Pour ce deuxième volet de « Comprendre la dysbiose intestinale » nous allons nous intéresser aux interactions qu’il peut y avoir entre l’intestin grêle et le gros intestin (côlon ascendant, transverse et descendant) pouvant également être à l’origine d’un déséquilibre des flores et donc d’une dysbiose.

Il est tout d’abord important de savoir que notre côlon participe également à notre digestion puisqu’il est le lieu de la digestion des matières que l’intestin grêle ne parvient pas à digérer car elles n’ont pas forcément vertu à être toutes assimilées par le corps.

C’est cette flore colonique qui est la plus chargée en bactéries, champignons, levures dans tout l’ensemble de notre corps et de très loin.

Ainsi, cette flore colonique est composée de 3 flores principales qui s’équilibrent :

  • La flore de fermentation dans le colon ascendant qui va avoir un rôle de digestion des glucides comme la cellulose
  • La flore de putréfaction dans le colon descendant qui va digérer les purines en excès
  • La flore transitoire au niveau du colon transverse faisant le lien et comprenant un peu de ces deux types de flore

Nous nous intéresserons la semaine prochaine à l’équilibre entre ces différentes flores (notamment la flore de putréfaction et de fermentation).
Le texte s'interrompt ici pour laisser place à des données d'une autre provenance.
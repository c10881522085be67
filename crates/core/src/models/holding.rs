use serde::{Deserialize, Serialize};

use super::classification::Classification;

/// Kind of instrument a holding represents.
#[derive(Debug, Clone, Copy, PartialEq, Eq, Hash, Serialize, Deserialize)]
#[serde(rename_all = "lowercase")]
pub enum InstrumentKind {
    /// Listed equity (domestic broker feed or overseas spreadsheet)
    Equity,
    /// Mutual fund unit holding
    Fund,
}

impl std::fmt::Display for InstrumentKind {
    fn fmt(&self, f: &mut std::fmt::Formatter<'_>) -> std::fmt::Result {
        match self {
            InstrumentKind::Equity => write!(f, "Equity"),
            InstrumentKind::Fund => write!(f, "MF"),
        }
    }
}

/// One position in one instrument, normalized to the home currency.
///
/// Produced by the normalizer once per refresh and never mutated afterwards.
/// Every monetary field is already converted; `source_currency` is kept for
/// display only.
///
/// `pnl` is the figure reported by the source. It may include realized
/// gains and is not required to equal `current_value() - investment()`.
#[derive(Debug, Clone, PartialEq, Serialize, Deserialize)]
pub struct Holding {
    /// Trading symbol, or the fund's display name for mutual funds
    pub symbol: String,

    /// Units held (non-negative for every supported source)
    pub quantity: f64,

    /// Average acquisition price per unit
    pub average_price: f64,

    /// Last traded price per unit
    pub last_price: f64,

    /// Profit and loss as reported by the source
    pub pnl: f64,

    /// Price change per unit since the previous close
    #[serde(default)]
    pub day_change: f64,

    /// Day change in percent, when the source reports one
    #[serde(default)]
    pub day_change_pct: Option<f64>,

    /// Sector or fund category
    pub classification: Classification,

    pub kind: InstrumentKind,

    /// ISO code of the currency the source quoted in (e.g. "INR", "USD")
    pub source_currency: String,

    /// Listing exchange, when known (e.g. "NSE", "US")
    #[serde(default)]
    pub exchange: Option<String>,
}

impl Holding {
    /// Current value: quantity × last price.
    pub fn current_value(&self) -> f64 {
        self.quantity * self.last_price
    }

    /// Cost basis: quantity × average price.
    pub fn investment(&self) -> f64 {
        self.quantity * self.average_price
    }

    /// Return on cost in percent (`pnl / investment × 100`), 0 when the cost
    /// basis is zero.
    pub fn return_pct(&self) -> f64 {
        let investment = self.investment();
        if investment > 0.0 {
            (self.pnl / investment) * 100.0
        } else {
            0.0
        }
    }

    /// Price return in percent (`(last − avg) / avg × 100`), 0 when the
    /// average price is zero.
    pub fn price_return_pct(&self) -> f64 {
        if self.average_price > 0.0 {
            ((self.last_price - self.average_price) / self.average_price) * 100.0
        } else {
            0.0
        }
    }

    /// Day change for the whole position.
    pub fn day_change_value(&self) -> f64 {
        self.day_change * self.quantity
    }

    pub fn is_fund(&self) -> bool {
        self.kind == InstrumentKind::Fund
    }

    pub fn label(&self) -> &'static str {
        self.classification.label()
    }
}
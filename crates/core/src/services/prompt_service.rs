use chrono::NaiveDate;

use crate::errors::CoreError;
use crate::models::analytics::{HoldingMetrics, PortfolioMetrics};
use crate::models::snapshot::Snapshot;

/// Cells in the sector allocation bar; one cell per 5 %.
const BAR_CELLS: usize = 20;
const BAR_STEP_PCT: f64 = 5.0;

const NO_MONEY_RULE: &str = "NEVER mention or calculate any actual monetary amounts, P&L figures, \
investment values, or currency amounts. Only discuss holdings in terms of PERCENTAGES and \
ALLOCATION weights.";

const PORTFOLIO_BRIEF: &str = "\
## ROLE & EXPERTISE

You are a Chief Investment Officer and portfolio manager with deep experience in Indian and \
global equity markets, asset allocation, risk management, technical and fundamental analysis, \
and sector rotation.

---

## PRIMARY OBJECTIVE

Analyze the user's portfolio against CURRENT market conditions:

1. **Research current market conditions** - latest financial news, market data and economic indicators
2. **Analyze sector dynamics** - which sectors are leading or lagging and why
3. **Evaluate each holding** - assess every position against current market realities
4. **Provide specific, actionable recommendations** - no generic advice

---

## OUTPUT FORMAT

1. **Executive summary** - market pulse, critical drivers and a risk dashboard
2. **Portfolio health scorecard** - overall score out of 10, concentration analysis and critical alerts
3. **Holding-by-holding verdicts** - one table row per holding: ticker, type, sector, current %, \
action (BUY / HOLD / REDUCE / SELL / ACCUMULATE), conviction, target % and rationale
4. **Sector strategy matrix** - portfolio weight vs benchmark weight with outlook
5. **New opportunities** - 3-5 ideas with rationale and suggested allocation %
6. **Rebalancing roadmap** - immediate and short-term actions as % changes
7. **Risk management** - hedges, stop-loss levels in % terms, position sizing
8. **Scenarios** - bull, base and bear case with probability and portfolio impact

---

## STRICT CONSTRAINTS

1. **NO MONETARY VALUES:** only percentages and allocations.
2. **BE DIRECT:** if a holding should be sold, say SELL.
3. **CITE SPECIFIC DATA:** every recommendation references news, data points or technical levels.
4. **CURRENT INFORMATION ONLY:** reflect today's market conditions.
5. **INDIAN MARKET CONTEXT:** primary focus on NSE/BSE, with global context where relevant.
";

const HOLDING_BRIEF: &str = "\
## OBJECTIVE

Produce a focused research note on the holding below using CURRENT information:

1. **Recent news** - earnings, management changes, M&A, regulatory issues, analyst actions
2. **Technical setup** - price vs 50/200 DMA, RSI, volume trends, key support and resistance
3. **Fundamental view** - valuation vs sector, earnings momentum, quality metrics
4. **Risk factors** - specific risks to monitor
5. **Fit in this portfolio** - is the allocation appropriate given its sector exposure?
6. **Verdict** - BUY / HOLD / REDUCE / SELL / ACCUMULATE with conviction and a target allocation %
";

/// Builds the natural-language prompts sent to the analysis model.
///
/// Prompts carry percentages only; no monetary figure from the snapshot is
/// ever interpolated.
pub struct PromptService;

impl PromptService {
    pub fn new() -> Self {
        Self
    }

    /// Whole-portfolio briefing.
    pub fn portfolio_prompt(&self, snapshot: &Snapshot, date: NaiveDate) -> String {
        let m = &snapshot.metrics;
        let mut out = String::new();

        out.push_str("# PORTFOLIO INTELLIGENCE BRIEFING\n");
        out.push_str(&format!("**Analysis Date:** {}\n\n---\n\n", format_date(date)));
        out.push_str(PORTFOLIO_BRIEF);
        out.push_str(&format!("\n**CRITICAL INSTRUCTION:** {NO_MONEY_RULE}\n\n---\n\n"));
        out.push_str("## USER'S PORTFOLIO DATA\n\n");

        out.push_str("### Asset Allocation Summary\n");
        out.push_str(&format!(
            "- **Direct Equity Holdings:** {:.1}% of portfolio ({} stocks)\n",
            m.equity.weight, m.equity.count
        ));
        out.push_str(&format!(
            "- **Mutual Fund Holdings:** {:.1}% of portfolio ({} funds)\n",
            m.funds.weight, m.funds.count
        ));
        out.push_str(&format!("- **Total Positions:** {}\n\n", m.number_of_holdings));

        out.push_str("### Holdings List (Symbol: Allocation %)\n");
        for (i, h) in m.ranked_by_weight().iter().enumerate() {
            out.push_str(&format!(
                "{}. **{}** - {:.2}% | {} | Sector: {}\n",
                i + 1,
                h.symbol(),
                h.weight,
                h.holding.kind,
                h.label()
            ));
        }
        out.push('\n');

        out.push_str("### Sector Allocation Breakdown\n");
        for sector in &m.sectors {
            out.push_str(&format!(
                "- **{}:** {:.1}% {}\n",
                sector.name,
                sector.weight,
                allocation_bar(sector.weight)
            ));
        }
        out.push('\n');

        out.push_str(&statistics_block(m));
        out.push_str("\n---\n\n");
        out.push_str("**NOW EXECUTE THE FULL ANALYSIS FOLLOWING ALL SECTIONS ABOVE.**\n");
        out.push_str("**REMEMBER: NO MONETARY VALUES - ONLY PERCENTAGES AND ALLOCATIONS.**\n");
        out
    }

    /// Deep-dive prompt for one holding of the snapshot.
    pub fn holding_prompt(
        &self,
        snapshot: &Snapshot,
        symbol: &str,
        date: NaiveDate,
    ) -> Result<String, CoreError> {
        let m = &snapshot.metrics;
        let wanted = symbol.trim();
        let h = m
            .holdings
            .iter()
            .find(|h| h.symbol().eq_ignore_ascii_case(wanted))
            .ok_or_else(|| CoreError::UnknownHolding(wanted.to_string()))?;

        let mut out = String::new();
        out.push_str(&format!("# {} RESEARCH BRIEFING\n", h.symbol().to_uppercase()));
        out.push_str(&format!("**Analysis Date:** {}\n\n---\n\n", format_date(date)));
        out.push_str(HOLDING_BRIEF);
        out.push_str(&format!("\n**CRITICAL INSTRUCTION:** {NO_MONEY_RULE}\n\n---\n\n"));

        out.push_str("## HOLDING DATA\n");
        out.push_str(&holding_block(h));

        if let Some(sector) = m.sector(h.label()) {
            out.push_str("\n## SECTOR CONTEXT\n");
            out.push_str(&format!(
                "- **{}:** {:.1}% of portfolio across {} position{}\n",
                sector.name,
                sector.weight,
                sector.count,
                if sector.count == 1 { "" } else { "s" }
            ));
            let peers: Vec<&str> = sector
                .symbols
                .iter()
                .map(String::as_str)
                .filter(|s| !s.eq_ignore_ascii_case(h.symbol()))
                .collect();
            if !peers.is_empty() {
                out.push_str(&format!("- **Other holdings in sector:** {}\n", peers.join(", ")));
            }
        }

        out.push('\n');
        out.push_str(&statistics_block(m));
        out.push_str("\n---\n\n");
        out.push_str("**REMEMBER: NO MONETARY VALUES - ONLY PERCENTAGES AND ALLOCATIONS.**\n");
        Ok(out)
    }
}

impl Default for PromptService {
    fn default() -> Self {
        Self::new()
    }
}

/// `█` per 5 % of weight (rounded), padded with `░` to 20 cells.
pub fn allocation_bar(weight_pct: f64) -> String {
    let filled = if weight_pct.is_finite() && weight_pct > 0.0 {
        ((weight_pct / BAR_STEP_PCT).round() as usize).min(BAR_CELLS)
    } else {
        0
    };
    format!("{}{}", "█".repeat(filled), "░".repeat(BAR_CELLS - filled))
}

fn statistics_block(m: &PortfolioMetrics) -> String {
    let largest_sector = m
        .sectors
        .first()
        .map(|s| format!("{} ({:.1}%)", s.name, s.weight))
        .unwrap_or_else(|| "N/A (0.0%)".to_string());
    let largest_holding = m
        .ranked_by_weight()
        .first()
        .map(|h| format!("{} ({:.1}%)", h.symbol(), h.weight))
        .unwrap_or_else(|| "N/A (0.0%)".to_string());

    let mut out = String::from("### Portfolio Statistics\n");
    out.push_str(&format!("- Total Unique Positions: {}\n", m.number_of_holdings));
    out.push_str(&format!("- Equity Positions: {}\n", m.equity.count));
    out.push_str(&format!("- Mutual Fund Positions: {}\n", m.funds.count));
    out.push_str(&format!("- Number of Sectors: {}\n", m.number_of_sectors));
    out.push_str(&format!("- Largest Sector: {largest_sector}\n"));
    out.push_str(&format!("- Largest Holding: {largest_holding}\n"));
    out.push_str(&format!("- Top 5 Concentration: {:.1}%\n", m.top5_concentration));
    out.push_str(&format!("- Diversification Score: {:.0}/100\n", m.diversification_score));
    out
}

fn holding_block(h: &HoldingMetrics) -> String {
    let mut out = String::new();
    out.push_str(&format!("- **Symbol:** {}\n", h.symbol()));
    out.push_str(&format!("- **Type:** {}\n", h.holding.kind));
    out.push_str(&format!("- **Sector:** {}\n", h.label()));
    if let Some(exchange) = &h.holding.exchange {
        out.push_str(&format!("- **Exchange:** {exchange}\n"));
    }
    out.push_str(&format!("- **Current Allocation:** {:.2}%\n", h.weight));
    out.push_str(&format!("- **Return on Cost:** {:+.1}%\n", h.return_pct));
    if let Some(day) = h.holding.day_change_pct {
        out.push_str(&format!("- **Day Change:** {day:+.2}%\n"));
    }
    out.push_str(&format!("- **Position Risk:** {}\n", h.risk_level));
    out
}

fn format_date(date: NaiveDate) -> String {
    date.format("%A, %-d %B %Y").to_string()
}
use chrono::{DateTime, Utc};
use serde::{Deserialize, Serialize};

/// What a saved analysis is about.
#[derive(Debug, Clone, PartialEq, Eq, Serialize, Deserialize)]
pub enum AnalysisSubject {
    /// Whole-portfolio analysis
    Portfolio,
    /// Deep-dive on a single holding (symbol, uppercased when stored)
    Holding(String),
}

impl AnalysisSubject {
    pub fn title(&self) -> String {
        match self {
            AnalysisSubject::Portfolio => "Portfolio Analysis".to_string(),
            AnalysisSubject::Holding(symbol) => {
                format!("{} Analysis", symbol.trim().to_uppercase())
            }
        }
    }
}

/// Metadata of one saved analysis file.
#[derive(Debug, Clone, PartialEq, Eq, Serialize, Deserialize)]
pub struct AnalysisEntry {
    /// File name without the `.md` extension; used to read or delete it
    pub id: String,
    pub filename: String,
    /// `None` for portfolio analyses
    pub symbol: Option<String>,
    /// Milliseconds since the Unix epoch
    pub timestamp: i64,
    pub created_at: DateTime<Utc>,
}

/// A saved analysis with its markdown body (metadata header included).
#[derive(Debug, Clone, PartialEq, Eq, Serialize, Deserialize)]
pub struct AnalysisDocument {
    pub filename: String,
    pub content: String,
}

/// Text returned by the analysis model, plus the history entry when it was
/// saved.
#[derive(Debug, Clone, PartialEq, Eq, Serialize, Deserialize)]
pub struct AnalysisReply {
    pub content: String,
    pub entry: Option<AnalysisEntry>,
}
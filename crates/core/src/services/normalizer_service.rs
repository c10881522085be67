use crate::models::classification::{Classification, Sector};
use crate::models::fx::FxRate;
use crate::models::holding::{Holding, InstrumentKind};
use crate::models::raw::{BrokerEquityRecord, BrokerFundRecord, ForeignRow, RawRecord};
use crate::services::classifier_service::Classifier;

/// Symbol used for spreadsheet rows without a ticker.
const UNKNOWN_SYMBOL: &str = "UNKNOWN";

/// Exchange tag for overseas listings.
const FOREIGN_EXCHANGE: &str = "US";

/// Converts raw source records into canonical [`Holding`]s.
///
/// Pure and deterministic: the same records and rate always yield the same
/// holdings. Numeric fields were already defaulted to 0 when the records
/// were decoded, so no record is ever rejected here. Quantities and prices
/// must also be non-negative; a negative one is malformed and reads as 0.
pub struct NormalizerService {
    classifier: Classifier,
    home_currency: String,
}

impl NormalizerService {
    pub fn new(classifier: Classifier, home_currency: &str) -> Self {
        Self {
            classifier,
            home_currency: home_currency.to_uppercase(),
        }
    }

    pub fn classifier(&self) -> &Classifier {
        &self.classifier
    }

    /// Normalize a whole batch, preserving input order.
    pub fn normalize(&self, records: &[RawRecord], fx: &FxRate) -> Vec<Holding> {
        records
            .iter()
            .map(|record| self.normalize_record(record, fx))
            .collect()
    }

    pub fn normalize_record(&self, record: &RawRecord, fx: &FxRate) -> Holding {
        match record {
            RawRecord::BrokerEquity(r) => self.equity(r),
            RawRecord::BrokerFund(r) => self.fund(r),
            RawRecord::ForeignRow(r) => self.foreign(r, fx),
        }
    }

    fn equity(&self, r: &BrokerEquityRecord) -> Holding {
        let symbol = r.tradingsymbol.trim().to_string();
        Holding {
            classification: self.classifier.classify_listed(&symbol),
            symbol,
            quantity: non_negative(r.quantity),
            average_price: non_negative(r.average_price),
            last_price: non_negative(r.last_price),
            pnl: r.pnl,
            day_change: r.day_change,
            day_change_pct: r.day_change_percentage,
            kind: InstrumentKind::Equity,
            source_currency: self.home_currency.clone(),
            exchange: r.exchange.clone(),
        }
    }

    /// Funds are identified by display name; the ISIN is used only when the
    /// feed carries no name. A zero P&L is recomputed from prices, since the
    /// fund feed often leaves it unset.
    fn fund(&self, r: &BrokerFundRecord) -> Holding {
        let symbol = r
            .fund
            .as_deref()
            .map(str::trim)
            .filter(|name| !name.is_empty())
            .unwrap_or_else(|| r.tradingsymbol.trim())
            .to_string();
        let quantity = non_negative(r.quantity);
        let average_price = non_negative(r.average_price);
        let last_price = non_negative(r.last_price);
        let pnl = if r.pnl != 0.0 {
            r.pnl
        } else {
            (last_price - average_price) * quantity
        };
        Holding {
            classification: Classification::Fund(self.classifier.classify_fund(&symbol)),
            symbol,
            quantity,
            average_price,
            last_price,
            pnl,
            day_change: 0.0,
            day_change_pct: None,
            kind: InstrumentKind::Fund,
            source_currency: self.home_currency.clone(),
            exchange: None,
        }
    }

    /// Every monetary field is multiplied by the rate; quantity and the
    /// percentage day change are not.
    fn foreign(&self, r: &ForeignRow, fx: &FxRate) -> Holding {
        let symbol = r
            .ticker
            .as_deref()
            .map(str::trim)
            .filter(|t| !t.is_empty())
            .unwrap_or(UNKNOWN_SYMBOL)
            .to_string();
        Holding {
            symbol,
            quantity: non_negative(r.quantity),
            average_price: fx.convert(non_negative(r.average_cost)),
            last_price: fx.convert(non_negative(r.current_price)),
            pnl: fx.convert(r.returns),
            day_change: fx.convert(r.daily_change),
            day_change_pct: r.daily_change_pct,
            classification: Classification::Sector(Sector::International),
            kind: InstrumentKind::Equity,
            source_currency: fx.from.clone(),
            exchange: Some(FOREIGN_EXCHANGE.to_string()),
        }
    }
}

fn non_negative(value: f64) -> f64 {
    if value.is_finite() && value > 0.0 {
        value
    } else {
        0.0
    }
}
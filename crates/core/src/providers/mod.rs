pub mod registry;
pub mod traits;

// Collaborator implementations
pub mod exchange_rate;
pub mod gemini;
pub mod kite;
pub mod spreadsheet;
Ce sera le troisième volet de cette série de post qui en comprendra au moins 4.

Pour aujourd’hui, nous nous intéresserons plus précisément à la flore de fermentation car c’est principalement cette flore qui va avoir une interaction avec la flore de l’intestin grêle.

Comment fonctionne la flore de fermentation ?

Le sucre des fibres présentes dans les fruits et légumes (cellulose) a vocation à être digéré par la flore du colon ascendant (flore de fermentation) qui va se nourrir de cette cellulose et créer, en qualité de déchet de cette digestion, des acides gras à chaînes courtes.

Or, ces acides gras à chaîne courte sont la nourriture première des cellules de la barrière intestinale et notamment des cellules à mucus qui vont se nourrir de ces acides gras pour pouvoir créer du mucus qui formera comme un rempart, une protection entre la barrière intestinale et le milieu extérieur.

Par ailleurs, le deuxième avantage d’une flore de fermentation bien nourrie est que ces acides gras à chaîne courtes vont influer dans le bon sens sur la production de nos lymphocytes T régulateurs.

Ainsi, la dégradation du sucre des fibres par les bactéries du colon envoie également des signaux aux lymphocytes T qui sont des lymphocytes régulateurs dont le rôle est de réguler la réponse immunitaire, l’inflammation.

En gros lorsque notre système immunitaire combat une infection ou des bactéries/ virus dans notre corps, il peut arriver qu’il s’emballe un peu et relâche beaucoup d’anticorps (avec la volonté d’exterminer l’envahisseur).

Sauf que certains de ces anticorps comme les endotoxines et les cytokines peuvent créer une inflammation du corps si elles sont trop nombreuses. Nous sommes alors en hyper sécrétion inflammatoire ce qui n’est pas bon pour le corps.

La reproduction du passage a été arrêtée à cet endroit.